Tepper Team Wins Life Science Track at 2008 McGinnis Venture Competition
For the second time in five years, a team from the Tepper School of Business won the grand prize in the Life Science Track of the McGinnis Venture Competition held on March 13-15, 2008. Alberto Gandini (MBA, 2009) and Salman Mukhtar (MBA, 2009) are working on a venture called Tropical Health Systems, which is looking to cure malaria through a new blood-purification medical device. As the grand-prize winner of the Life Science Track, Tropical Health Systems secured a $20,000 investment, $25,000 worth of legal and intellectual property services, and a spot in the upcoming Global Moot Corp Competition in Texas.
“We had another strong competition this year, with the most teams we have ever had,” said Arthur A. Boni (director of the Jones Center). “We also introduced a third track – the Sustainable Technology Track.”
Twenty-three teams from 21 schools took part in the 2008 McGinnis Venture Competition. Sustainable technology joined life science and technology as three separate categories (or tracks) that each offered a top prize of $20,000 and $25,000 worth of in-kind assistance. The University of Manitoba won the Technology Track’s grand prize, and Yale University took home the grand prize in the Sustainable Technology Track.
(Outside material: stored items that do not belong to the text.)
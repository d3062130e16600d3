/*!
 * Rows read from the podcast library database.
 */

use chrono::{DateTime, Utc};
use serde::{Deserialize, Serialize};

/// Seconds between the Unix epoch and the Core Data reference date (2001-01-01 UTC)
pub const CORE_DATA_EPOCH_OFFSET: i64 = 978_307_200;

/// Convert a Core Data timestamp to UTC
pub fn core_data_to_utc(seconds: f64) -> Option<DateTime<Utc>> {
    if !seconds.is_finite() {
        return None;
    }
    DateTime::from_timestamp(CORE_DATA_EPOCH_OFFSET + seconds.trunc() as i64, 0)
}

/// Display metadata for one transcript
#[derive(Debug, Clone, Default, PartialEq, Serialize, Deserialize)]
pub struct EpisodeMetadata {
    pub episode_title: Option<String>,
    pub podcast_title: Option<String>,
    pub author: Option<String>,
    pub category: Option<String>,
    /// Core Data timestamp
    pub pub_date: Option<f64>,
    /// Seconds
    pub duration: Option<f64>,
}

impl EpisodeMetadata {
    pub fn new(podcast_title: impl Into<String>, episode_title: impl Into<String>) -> Self {
        Self {
            episode_title: Some(episode_title.into()),
            podcast_title: Some(podcast_title.into()),
            ..Default::default()
        }
    }

    /// Podcast and episode titles, when both are present and non-empty
    pub fn display_titles(&self) -> Option<(&str, &str)> {
        let podcast = self.podcast_title.as_deref().filter(|t| !t.is_empty())?;
        let episode = self.episode_title.as_deref().filter(|t| !t.is_empty())?;
        Some((podcast, episode))
    }

    pub fn published_at(&self) -> Option<DateTime<Utc>> {
        self.pub_date.and_then(core_data_to_utc)
    }
}

/// One episode of a show, as listed by store collection id
#[derive(Debug, Clone, Default, PartialEq, Serialize, Deserialize)]
pub struct ShowEpisode {
    /// Store track id, also used to fetch transcripts
    pub episode_id: Option<i64>,
    pub episode_title: Option<String>,
    pub pub_date: Option<f64>,
    pub duration: Option<f64>,
    pub transcript_id: Option<String>,
    pub episode_uuid: Option<String>,
}

impl ShowEpisode {
    pub fn published_at(&self) -> Option<DateTime<Utc>> {
        self.pub_date.and_then(core_data_to_utc)
    }
}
Manitoba’s team is an early-stage construction technology firm, while the Yale team is focused on generating power through wind-turbine technology.
“The addition of the Sustainable Track is an exciting and timely addition to our competition,” said Boni. “Many new ventures are incorporating sustainable principles and applications into their business plans, so it was a natural move for us to develop a new track that specifically focused on ventures with an overall sustainable philosophy.”
The Manitoba team also earned a spot at the 2008 Global Moot Corp Competition with its win. The University of Louisville won the $2,000 Elevator Pitch Award.